El Ceuta se prepara para un encuentro que quedará en los archivos históricos. Este domingo, el estadio Alfonso Murube acogerá el enfrentamiento oficial entre el equipo caballa y la UD Las Palmas, que no se enfrentaban en competición oficial desde hace más de 60 años en Segunda División. Este partido, cargado de historia, supone una oportunidad para un Ceuta que busca cerrar el año dentro de la zona de ‘playoffs’.
La última cita en el Murube entre ambos conjuntos en la categoría de plata data de octubre de 1963. En aquella ocasión, el equipo local, bajo el nombre de Atlético de Ceuta, logró la victoria por 1-0 gracias a un gol de Curro. Esa plantilla, que contaba con jugadores como el portero Ginesta, los hermanos Ayala, Anta y Toto, logró mantener la categoría tras una complicada promoción. Diego Villalonga comenzó la temporada como entrenador, pero Pepín y Benavente se hicieron cargo durante un curso especialmente complicado.
Por su parte, la UD Las Palmas se impuso en la segunda vuelta con un marcador de 3-1 en el estadio Insular, apoyado en un ‘hat trick’ de Dévora. El tanto ceutí en ese encuentro lo anotó Espino, poniendo el empate momentáneo a 1-1. El equipo canario, dirigido por Vicente Dauder y con figuras como Guedes, Gilberto y Vegazo, acabó ascendiendo a Primera División, donde permaneció casi veinte años consecutivos.

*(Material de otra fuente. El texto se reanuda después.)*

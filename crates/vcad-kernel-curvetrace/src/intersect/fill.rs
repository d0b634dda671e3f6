//! Swept-surface intersection by marching along the ray.
//!
//! The surface between two joints is swept by circles whose planes follow
//! the joint normals `n0` and `n1`. For a point `p` on the ray, the plane
//! through `p` and the segment axis cuts the end circles in `q0` and `q1`;
//! the line `q0 q1` approximates the surface near `p` and the signed
//! distance of `p` to it is the next step along the ray.

use vcad_kernel_math::{xyz, Vec3};

use super::{intersect_cylinder, intersect_half_plane, CurveSegment, LocalRay, SurfaceHit};
use crate::config::CurveConfig;
use crate::ray::Ray;

/// Segment re-expressed around a ray re-centered at its midpoint.
pub(super) struct LocalSegment {
    pub ray: LocalRay,
    pub p0: Vec3,
    pub p1: Vec3,
    pub n0: Vec3,
    pub n1: Vec3,
    pub r0: f32,
    pub r1: f32,
}

impl LocalSegment {
    pub fn new(ray: &Ray, segment: &CurveSegment) -> Self {
        let a = xyz(&segment.p0);
        let b = xyz(&segment.p1);
        let ray = LocalRay::centered(ray, &((a + b) * 0.5));
        Self {
            p0: a - ray.org,
            p1: b - ray.org,
            n0: segment.n0,
            n1: segment.n1,
            r0: segment.p0.w,
            r1: segment.p1.w,
            ray,
        }
    }

    /// Convergence distance.
    pub fn t_term(&self, config: &CurveConfig) -> f32 {
        config.termination_scale * self.r0.max(self.r1)
    }

    /// Local distance interval inside the bounding cylinder and between
    /// the two joint planes.
    pub fn bracket(&self) -> Option<(f32, f32)> {
        let org = Vec3::zeros();
        let d = &self.ray.dir;
        let hull = intersect_cylinder(&org, d, &self.p0, &self.p1, self.r0.max(self.r1))?;
        let (lo0, hi0) = intersect_half_plane(&org, d, &self.n0, &self.p0);
        let (lo1, hi1) = intersect_half_plane(&org, d, &-self.n1, &self.p1);
        let lower = hull.t.max(lo0).max(lo1);
        let upper = hull.t_exit.min(hi0).min(hi1);
        if lower > upper {
            None
        } else {
            Some((lower, upper))
        }
    }

    /// End-circle points in the plane through `p` and the axis, and the
    /// surface normal of the line between them.
    fn cross_section(&self, p: &Vec3) -> (Vec3, Vec3, Vec3) {
        let n = (p - self.p0).cross(&(self.p1 - self.p0));
        let q0 = self.p0 + self.n0.cross(&n).normalize() * self.r0;
        let q1 = self.p1 + self.n1.cross(&n).normalize() * self.r1;
        let ng = (q1 - q0).cross(&n).normalize();
        (q0, q1, ng)
    }
}

/// Intersect `ray` with the swept surface of `segment`.
///
/// Returns `None` when the ray misses the bounding hull, the march leaves
/// the hull or the iteration budget runs out.
pub fn intersect_swept(ray: &Ray, segment: &CurveSegment, config: &CurveConfig) -> Option<SurfaceHit> {
    let seg = LocalSegment::new(ray, segment);
    let d = seg.ray.dir;
    let t_term = seg.t_term(config);
    let (lower, upper) = seg.bracket()?;

    let mut t = lower;
    let mut converged = false;
    for _ in 0..config.max_iterations {
        if t > upper {
            break;
        }
        let p = d * t;
        let (q0, _, ng) = seg.cross_section(&p);
        let dt = (p - q0).dot(&ng);
        t += dt;
        if !t.is_finite() {
            return None;
        }
        if dt < t_term {
            converged = true;
            break;
        }
    }
    if !converged && t <= upper {
        return None;
    }

    let near = seg.ray.to_local_t(ray.tnear).max(lower);
    let far = seg.ray.to_local_t(ray.tfar).min(upper);
    if t + 1.5 * t_term < near || t - 1.5 * t_term > far {
        return None;
    }

    let p = d * t;
    let (q0, q1, ng) = seg.cross_section(&p);
    let axis = q1 - q0;
    let u = ((p - q0).dot(&axis) / axis.norm_squared()).clamp(0.0, 1.0);
    let t = q0.dot(&ng) / d.dot(&ng);
    if !t.is_finite() {
        return None;
    }
    Some(SurfaceHit {
        t: seg.ray.to_ray_t(t),
        u,
        normal: ng,
    })
}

Bassinga, un regreso esperado
Este encuentro tendrá también un significado especial para Aboubacar Bassinga. El centrocampista, cedido esta temporada por la UD Las Palmas al Ceuta, podría volver a jugar tras recuperarse de las molestias que le han tenido fuera en las últimas fechas. Considerado un talento destacado de la cantera amarilla, Bassinga ha sido un recurso importante como revulsivo en varios momentos del curso y está previsto que participe en el último partido del año en el Murube.
Con la memoria de 1963 como contexto y la intención de mantenerse en la parte alta de la tabla, el Ceuta afronta un partido que combina la importancia histórica con la ambición deportiva, frente a un adversario que el tiempo vuelve a poner en su camino.